Records excerpted from a collection
● ● ● ● ● ● ●

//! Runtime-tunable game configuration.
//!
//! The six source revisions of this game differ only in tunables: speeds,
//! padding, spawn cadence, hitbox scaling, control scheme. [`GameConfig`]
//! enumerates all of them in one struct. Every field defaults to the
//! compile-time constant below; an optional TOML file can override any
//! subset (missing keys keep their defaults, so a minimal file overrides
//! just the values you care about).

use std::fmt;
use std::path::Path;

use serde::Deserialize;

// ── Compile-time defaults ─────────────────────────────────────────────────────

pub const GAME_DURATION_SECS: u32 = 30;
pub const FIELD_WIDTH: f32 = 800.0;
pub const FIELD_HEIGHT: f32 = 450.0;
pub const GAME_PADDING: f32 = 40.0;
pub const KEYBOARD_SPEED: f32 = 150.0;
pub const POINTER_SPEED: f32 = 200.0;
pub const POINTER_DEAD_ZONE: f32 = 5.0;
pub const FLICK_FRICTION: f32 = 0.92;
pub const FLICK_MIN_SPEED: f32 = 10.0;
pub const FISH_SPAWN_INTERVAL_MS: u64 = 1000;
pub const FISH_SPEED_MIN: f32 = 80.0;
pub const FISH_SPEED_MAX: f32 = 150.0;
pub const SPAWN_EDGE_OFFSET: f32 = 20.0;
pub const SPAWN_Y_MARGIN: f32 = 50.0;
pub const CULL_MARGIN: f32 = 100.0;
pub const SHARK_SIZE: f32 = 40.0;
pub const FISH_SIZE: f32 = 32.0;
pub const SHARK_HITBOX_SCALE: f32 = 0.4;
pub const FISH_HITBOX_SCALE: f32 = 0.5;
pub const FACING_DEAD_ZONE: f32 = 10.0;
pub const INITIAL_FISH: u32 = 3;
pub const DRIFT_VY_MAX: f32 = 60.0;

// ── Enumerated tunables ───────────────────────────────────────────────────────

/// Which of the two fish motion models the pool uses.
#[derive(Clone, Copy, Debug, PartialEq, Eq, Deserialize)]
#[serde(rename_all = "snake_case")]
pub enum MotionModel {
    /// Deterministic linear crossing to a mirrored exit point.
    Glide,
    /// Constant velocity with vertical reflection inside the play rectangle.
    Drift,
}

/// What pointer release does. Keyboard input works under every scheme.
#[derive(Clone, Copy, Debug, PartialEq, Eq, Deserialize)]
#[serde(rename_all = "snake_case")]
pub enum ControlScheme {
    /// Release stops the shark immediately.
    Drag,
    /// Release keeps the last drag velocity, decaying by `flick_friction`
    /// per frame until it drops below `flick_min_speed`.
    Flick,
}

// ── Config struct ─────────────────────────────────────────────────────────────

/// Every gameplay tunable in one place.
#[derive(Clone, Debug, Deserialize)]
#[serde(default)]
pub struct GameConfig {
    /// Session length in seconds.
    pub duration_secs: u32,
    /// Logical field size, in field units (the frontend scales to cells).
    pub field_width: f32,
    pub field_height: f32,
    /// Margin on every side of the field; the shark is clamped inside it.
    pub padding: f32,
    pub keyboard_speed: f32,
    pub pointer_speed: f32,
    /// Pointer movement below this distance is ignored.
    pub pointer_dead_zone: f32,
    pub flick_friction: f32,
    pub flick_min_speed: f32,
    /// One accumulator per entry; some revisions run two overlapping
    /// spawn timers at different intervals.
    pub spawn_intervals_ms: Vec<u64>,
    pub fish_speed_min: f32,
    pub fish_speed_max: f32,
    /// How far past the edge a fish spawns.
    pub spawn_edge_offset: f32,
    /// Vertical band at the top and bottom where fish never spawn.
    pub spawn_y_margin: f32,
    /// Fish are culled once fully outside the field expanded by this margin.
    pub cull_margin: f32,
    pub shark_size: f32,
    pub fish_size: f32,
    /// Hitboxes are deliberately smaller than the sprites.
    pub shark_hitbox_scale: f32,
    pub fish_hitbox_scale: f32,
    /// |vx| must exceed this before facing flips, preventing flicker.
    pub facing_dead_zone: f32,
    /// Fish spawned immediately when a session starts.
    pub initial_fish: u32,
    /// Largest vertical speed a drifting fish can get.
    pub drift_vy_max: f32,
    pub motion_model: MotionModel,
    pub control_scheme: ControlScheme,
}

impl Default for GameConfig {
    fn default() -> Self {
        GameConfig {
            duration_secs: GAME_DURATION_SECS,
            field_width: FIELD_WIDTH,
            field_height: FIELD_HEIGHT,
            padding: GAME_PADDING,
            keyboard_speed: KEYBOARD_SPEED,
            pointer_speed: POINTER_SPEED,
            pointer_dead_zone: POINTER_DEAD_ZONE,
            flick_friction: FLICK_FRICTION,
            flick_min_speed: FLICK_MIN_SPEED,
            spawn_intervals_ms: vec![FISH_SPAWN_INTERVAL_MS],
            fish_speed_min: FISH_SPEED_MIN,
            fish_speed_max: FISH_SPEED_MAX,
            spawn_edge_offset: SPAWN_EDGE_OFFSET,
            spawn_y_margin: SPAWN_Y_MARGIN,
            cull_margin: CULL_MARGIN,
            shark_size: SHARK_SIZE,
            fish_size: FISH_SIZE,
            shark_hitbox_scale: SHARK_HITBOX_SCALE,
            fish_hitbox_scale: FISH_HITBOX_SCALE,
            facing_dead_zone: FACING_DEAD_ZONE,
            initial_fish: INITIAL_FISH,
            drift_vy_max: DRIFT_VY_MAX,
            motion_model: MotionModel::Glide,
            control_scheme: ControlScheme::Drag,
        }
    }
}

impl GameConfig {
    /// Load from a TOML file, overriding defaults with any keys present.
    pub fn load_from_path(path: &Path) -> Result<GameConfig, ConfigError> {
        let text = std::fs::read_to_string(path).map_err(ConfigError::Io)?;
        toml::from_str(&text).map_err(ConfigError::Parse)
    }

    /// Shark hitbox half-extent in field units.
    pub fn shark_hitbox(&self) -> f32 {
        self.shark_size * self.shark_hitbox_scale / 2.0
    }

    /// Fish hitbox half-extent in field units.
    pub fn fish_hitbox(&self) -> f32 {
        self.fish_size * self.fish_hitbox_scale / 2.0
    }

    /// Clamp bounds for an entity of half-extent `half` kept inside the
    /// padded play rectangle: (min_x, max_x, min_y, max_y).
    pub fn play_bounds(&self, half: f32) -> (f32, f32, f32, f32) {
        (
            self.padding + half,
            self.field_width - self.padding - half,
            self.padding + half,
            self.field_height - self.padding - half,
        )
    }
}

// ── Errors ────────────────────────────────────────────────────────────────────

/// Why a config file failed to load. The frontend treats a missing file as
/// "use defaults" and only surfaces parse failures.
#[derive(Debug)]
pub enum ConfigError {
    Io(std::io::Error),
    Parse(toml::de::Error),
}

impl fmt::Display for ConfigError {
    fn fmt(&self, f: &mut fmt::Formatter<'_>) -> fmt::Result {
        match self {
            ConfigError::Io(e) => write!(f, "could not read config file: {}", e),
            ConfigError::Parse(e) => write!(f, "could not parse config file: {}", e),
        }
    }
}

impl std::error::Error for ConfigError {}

● ● ● ● ● ● ●

| Your goal |
Line by line, transcribe the data exactly.

| Task output |
//! Runtime-tunable game configuration.
//!
//! The six source revisions of this game differ only in tunables: speeds,
//! padding, spawn cadence, hitbox scaling, control scheme. [`GameConfig`]
//! enumerates all of them in one struct. Every field defaults to the
//! compile-time constant below; an optional TOML file can override any
//! subset (missing keys keep their defaults, so a minimal file overrides
//! just the values you care about).

use std::fmt;
use std::path::Path;

use serde::Deserialize;

// ── Compile-time defaults ─────────────────────────────────────────────────────

pub const GAME_DURATION_SECS: u32 = 30;
pub const FIELD_WIDTH: f32 = 800.0;
pub const FIELD_HEIGHT: f32 = 450.0;
pub const GAME_PADDING: f32 = 40.0;
pub const KEYBOARD_SPEED: f32 = 150.0;
pub const POINTER_SPEED: f32 = 200.0;
pub const POINTER_DEAD_ZONE: f32 = 5.0;
pub const FLICK_FRICTION: f32 = 0.92;
pub const FLICK_MIN_SPEED: f32 = 10.0;
pub const FISH_SPAWN_INTERVAL_MS: u64 = 1000;
pub const FISH_SPEED_MIN: f32 = 80.0;
pub const FISH_SPEED_MAX: f32 = 150.0;
pub const SPAWN_EDGE_OFFSET: f32 = 20.0;
pub const SPAWN_Y_MARGIN: f32 = 50.0;
pub const CULL_MARGIN: f32 = 100.0;
pub const SHARK_SIZE: f32 = 40.0;
pub const FISH_SIZE: f32 = 32.0;
pub const SHARK_HITBOX_SCALE: f32 = 0.4;
pub const FISH_HITBOX_SCALE: f32 = 0.5;
pub const FACING_DEAD_ZONE: f32 = 10.0;
pub const INITIAL_FISH: u32 = 3;
pub const DRIFT_VY_MAX: f32 = 60.0;

// ── Enumerated tunables ───────────────────────────────────────────────────────

/// Which of the two fish motion models the pool uses.
#[derive(Clone, Copy, Debug, PartialEq, Eq, Deserialize)]
#[serde(rename_all = "snake_case")]
pub enum MotionModel {
    /// Deterministic linear crossing to a mirrored exit point.
    Glide,
    /// Constant velocity with vertical reflection inside the play rectangle.
    Drift,
}

/// What pointer release does. Keyboard input works under every scheme.
#[derive(Clone, Copy, Debug, PartialEq, Eq, Deserialize)]
#[serde(rename_all = "snake_case")]
pub enum ControlScheme {
    /// Release stops the shark immediately.
    Drag,
    /// Release keeps the last drag velocity, decaying by `flick_friction`
    /// per frame until it drops below `flick_min_speed`.
    Flick,
}

// ── Config struct ─────────────────────────────────────────────────────────────

/// Every gameplay tunable in one place.
#[derive(Clone, Debug, Deserialize)]
#[serde(default)]
pub struct GameConfig {
    /// Session length in seconds.
    pub duration_secs: u32,
    /// Logical field size, in field units (the frontend scales to cells).
    pub field_width: f32,
    pub field_height: f32,
    /// Margin on every side of the field; the shark is clamped inside it.
    pub padding: f32,
    pub keyboard_speed: f32,
    pub pointer_speed: f32,
    /// Pointer movement below this distance is ignored.
    pub pointer_dead_zone: f32,
    pub flick_friction: f32,
    pub flick_min_speed: f32,
    /// One accumulator per entry; some revisions run two overlapping
    /// spawn timers at different intervals.
    pub spawn_intervals_ms: Vec<u64>,
    pub fish_speed_min: f32,
    pub fish_speed_max: f32,
    /// How far past the edge a fish spawns.
    pub spawn_edge_offset: f32,
    /// Vertical band at the top and bottom where fish never spawn.
    pub spawn_y_margin: f32,
    /// Fish are culled once fully outside the field expanded by this margin.
    pub cull_margin: f32,
    pub shark_size: f32,
    pub fish_size: f32,
    /// Hitboxes are deliberately smaller than the sprites.
    pub shark_hitbox_scale: f32,
    pub fish_hitbox_scale: f32,
    /// |vx| must exceed this before facing flips, preventing flicker.
    pub facing_dead_zone: f32,
    /// Fish spawned immediately when a session starts.
    pub initial_fish: u32,
    /// Largest vertical speed a drifting fish can get.
    pub drift_vy_max: f32,
    pub motion_model: MotionModel,
    pub control_scheme: ControlScheme,
}

impl Default for GameConfig {
    fn default() -> Self {
        GameConfig {
            duration_secs: GAME_DURATION_SECS,
            field_width: FIELD_WIDTH,
            field_height: FIELD_HEIGHT,
            padding: GAME_PADDING,
            keyboard_speed: KEYBOARD_SPEED,
            pointer_speed: POINTER_SPEED,
            pointer_dead_zone: POINTER_DEAD_ZONE,
            flick_friction: FLICK_FRICTION,
            flick_min_speed: FLICK_MIN_SPEED,
            spawn_intervals_ms: vec![FISH_SPAWN_INTERVAL_MS],
            fish_speed_min: FISH_SPEED_MIN,
            fish_speed_max: FISH_SPEED_MAX,
            spawn_edge_offset: SPAWN_EDGE_OFFSET,
            spawn_y_margin: SPAWN_Y_MARGIN,
            cull_margin: CULL_MARGIN,
            shark_size: SHARK_SIZE,
            fish_size: FISH_SIZE,
            shark_hitbox_scale: SHARK_HITBOX_SCALE,
            fish_hitbox_scale: FISH_HITBOX_SCALE,
            facing_dead_zone: FACING_DEAD_ZONE,
            initial_fish: INITIAL_FISH,
            drift_vy_max: DRIFT_VY_MAX,
            motion_model: MotionModel::Glide,
            control_scheme: ControlScheme::Drag,
        }
    }
}

impl GameConfig {
    /// Load from a TOML file, overriding defaults with any keys present.
    pub fn load_from_path(path: &Path) -> Result<GameConfig, ConfigError> {
        let text = std::fs::read_to_string(path).map_err(ConfigError::Io)?;
        toml::from_str(&text).map_err(ConfigError::Parse)
    }

    /// Shark hitbox half-extent in field units.
    pub fn shark_hitbox(&self) -> f32 {
        self.shark_size * self.shark_hitbox_scale / 2.0
    }

    /// Fish hitbox half-extent in field units.
    pub fn fish_hitbox(&self) -> f32 {
        self.fish_size * self.fish_hitbox_scale / 2.0
    }

    /// Clamp bounds for an entity of half-extent `half` kept inside the
    /// padded play rectangle: (min_x, max_x, min_y, max_y).
    pub fn play_bounds(&self, half: f32) -> (f32, f32, f32, f32) {
        (
            self.padding + half,
            self.field_width - self.padding - half,
            self.padding + half,
            self.field_height - self.padding - half,
        )
    }
}

// ── Errors ────────────────────────────────────────────────────────────────────

/// Why a config file failed to load. The frontend treats a missing file as
/// "use defaults" and only surfaces parse failures.
#[derive(Debug)]
pub enum ConfigError {
    Io(std::io::Error),
    Parse(toml::de::Error),
}

impl fmt::Display for ConfigError {
    fn fmt(&self, f: &mut fmt::Formatter<'_>) -> fmt::Result {
        match self {
            ConfigError::Io(e) => write!(f, "could not read config file: {}", e),
            ConfigError::Parse(e) => write!(f, "could not parse config file: {}", e),
        }
    }
}

impl std::error::Error for ConfigError {}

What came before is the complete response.